By: Ahmed Ali, SFU Student

As students, we already have a lot of expenses at SFU. Between just tuition and textbooks, we’re dropping over $2,000 per semester at least — more for international students. But another expense that you don’t expect until it smacks you in the wallet are access codes for certain courses. 

Particularly people in the sciences, students will be familiar with a course requiring you to use your instructor’s code and an access code from the bookstore to sign in to an online site for assignments and practice. 

The problem with this is that even if you have the material from a previous course like biochemistry (MBB) or bought the books secondhand, you still have to buy the codes again — in some cases costing $80 or more. And even if you already had access to a site from a previous course, the website may say that it’s expired, requiring more chats with customer support. 

I’ve personally had several different providers of access codes (Wiley, Cengage, Pearson Masterings, Webassign).

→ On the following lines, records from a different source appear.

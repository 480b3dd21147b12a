//! Physical envelope data: resonator materials, strikers, and the envelope
//! they combine into.

/// Attack and damping characteristics of a resonator material.
///
/// Times are in seconds, the level is normalized. Values are not validated.
#[derive(Debug, Clone, Copy, PartialEq)]
#[cfg_attr(feature = "serde", derive(serde::Serialize, serde::Deserialize))]
pub struct MaterialProfile {
    pub attack_time: f64,
    pub attack_level: f64,
    pub release_time: f64,
}

impl MaterialProfile {
    pub const fn new(attack_time: f64, attack_level: f64, release_time: f64) -> Self {
        Self {
            attack_time,
            attack_level,
            release_time,
        }
    }
}

impl Default for MaterialProfile {
    fn default() -> Self {
        Material::default().profile()
    }
}

/// Measured resonator materials.
#[derive(Debug, Clone, Copy, PartialEq, Eq, Hash, Default)]
#[cfg_attr(feature = "serde", derive(serde::Serialize, serde::Deserialize))]
#[cfg_attr(feature = "serde", serde(rename_all = "snake_case"))]
pub enum Material {
    /// Steel electrical metallic tubing, the classic DIY chime tube
    #[default]
    SteelEmt,
    Ceramic,
    Wood,
    Copper,
    Aluminum,
    Brass,
}

impl Material {
    pub const ALL: [Material; 6] = [
        Material::SteelEmt,
        Material::Ceramic,
        Material::Wood,
        Material::Copper,
        Material::Aluminum,
        Material::Brass,
    ];

    pub const fn profile(&self) -> MaterialProfile {
        match self {
            Material::SteelEmt => MaterialProfile::new(0.02, 1.0, 2.0),
            Material::Ceramic => MaterialProfile::new(0.10, 1.0, 0.8),
            Material::Wood => MaterialProfile::new(0.15, 1.0, 1.0),
            Material::Copper => MaterialProfile::new(0.02, 1.0, 1.5),
            Material::Aluminum => MaterialProfile::new(0.02, 0.9, 1.3),
            Material::Brass => MaterialProfile::new(0.02, 1.0, 1.8),
        }
    }
}

impl From<Material> for MaterialProfile {
    fn from(material: Material) -> Self {
        material.profile()
    }
}

/// Attack characteristics of the object that hits the chime.
#[derive(Debug, Clone, Copy, PartialEq)]
#[cfg_attr(feature = "serde", derive(serde::Serialize, serde::Deserialize))]
pub struct StrikerProfile {
    pub attack_time: f64,
    pub attack_level_ratio: f64,
}

impl StrikerProfile {
    pub const fn new(attack_time: f64, attack_level_ratio: f64) -> Self {
        Self {
            attack_time,
            attack_level_ratio,
        }
    }
}

impl Default for StrikerProfile {
    fn default() -> Self {
        Striker::default().profile()
    }
}

/// Measured striker materials.
#[derive(Debug, Clone, Copy, PartialEq, Eq, Hash, Default)]
#[cfg_attr(feature = "serde", derive(serde::Serialize, serde::Deserialize))]
#[cfg_attr(feature = "serde", serde(rename_all = "snake_case"))]
pub enum Striker {
    #[default]
    Metal,
    Plexiglas,
    SoftWood,
    HardWood,
}

impl Striker {
    pub const ALL: [Striker; 4] = [
        Striker::Metal,
        Striker::Plexiglas,
        Striker::SoftWood,
        Striker::HardWood,
    ];

    pub const fn profile(&self) -> StrikerProfile {
        match self {
            Striker::Metal => StrikerProfile::new(0.00, 1.0),
            Striker::Plexiglas => StrikerProfile::new(0.01, 1.0),
            Striker::SoftWood => StrikerProfile::new(0.05, 1.0),
            Striker::HardWood => StrikerProfile::new(0.02, 1.0),
        }
    }
}

impl From<Striker> for StrikerProfile {
    fn from(striker: Striker) -> Self {
        striker.profile()
    }
}

/// The amplitude envelope shared by every partial of a chime.
///
/// Sustain is held at full attack level with no decay, so a release issued
/// right after the press lets the note ring out over `release_time`.
///
/// # Examples
///
/// ```
/// use windchime::{EnvelopeProfile, Material, Striker};
///
/// let env = EnvelopeProfile::from_parts(Material::Aluminum.into(), Striker::SoftWood.into());
/// assert_eq!(env.attack_time, 0.02 + 0.05);
/// assert_eq!(env.attack_level, 0.9);
/// assert_eq!(env.release_time, 1.3);
/// assert_eq!(env.decay_time, 0.0);
/// assert_eq!(env.sustain_level, 1.0);
/// ```
#[derive(Debug, Clone, Copy, PartialEq)]
#[cfg_attr(feature = "serde", derive(serde::Serialize, serde::Deserialize))]
pub struct EnvelopeProfile {
    pub attack_time: f64,
    pub attack_level: f64,
    pub decay_time: f64,
    /// Fraction of `attack_level` held until release
    pub sustain_level: f64,
    pub release_time: f64,
}

impl EnvelopeProfile {
    /// Combines a material and a striker into one envelope.
    pub fn from_parts(material: MaterialProfile, striker: StrikerProfile) -> Self {
        Self {
            attack_time: material.attack_time + striker.attack_time,
            attack_level: material.attack_level * striker.attack_level_ratio,
            decay_time: 0.0,
            sustain_level: 1.0,
            release_time: material.release_time,
        }
    }

    /// Approximate time a struck note stays audible, in seconds.
    pub fn ring_time(&self) -> f64 {
        self.attack_time + self.decay_time + self.release_time
    }
}

impl Default for EnvelopeProfile {
    fn default() -> Self {
        Self::from_parts(MaterialProfile::default(), StrikerProfile::default())
    }
}

#[cfg(test)]
mod tests {
    use super::*;

    #[test]
    fn test_combination_formula_is_exact_for_all_presets() {
        for material in Material::ALL {
            for striker in Striker::ALL {
                let m = material.profile();
                let s = striker.profile();
                let env = EnvelopeProfile::from_parts(m, s);

                assert_eq!(env.attack_time, m.attack_time + s.attack_time);
                assert_eq!(env.attack_level, m.attack_level * s.attack_level_ratio);
                assert_eq!(env.release_time, m.release_time);
                assert_eq!(env.decay_time, 0.0);
                assert_eq!(env.sustain_level, 1.0);
            }
        }
    }

    #[test]
    fn test_out_of_range_values_pass_through() {
        let m = MaterialProfile::new(-0.5, 2.0, -1.0);
        let s = StrikerProfile::new(0.1, 0.5);
        let env = EnvelopeProfile::from_parts(m, s);

        assert_eq!(env.attack_time, -0.5 + 0.1);
        assert_eq!(env.attack_level, 1.0);
        assert_eq!(env.release_time, -1.0);
    }

    #[test]
    fn test_defaults_are_steel_and_metal() {
        assert_eq!(MaterialProfile::default(), MaterialProfile::new(0.02, 1.0, 2.0));
        assert_eq!(StrikerProfile::default(), StrikerProfile::new(0.0, 1.0));

        let env = EnvelopeProfile::default();
        assert_eq!(env.attack_time, 0.02);
        assert!((env.ring_time() - 2.02).abs() < 1e-12);
    }
}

With them comes no shortage of issues: connecting, downed servers, browser support and cache problems, weird marking systems and, recently, an overcharge of $481.36 for a $125 code and textbook package . . . 

It’s a pain to constantly deal with all of these different sites, pay extra fees, and fiddle with tech issues — all for information I may already have! At the very least, enrolling into a course should grant you automatic access to all the necessary online materials, without the need for extra hoops to jump through.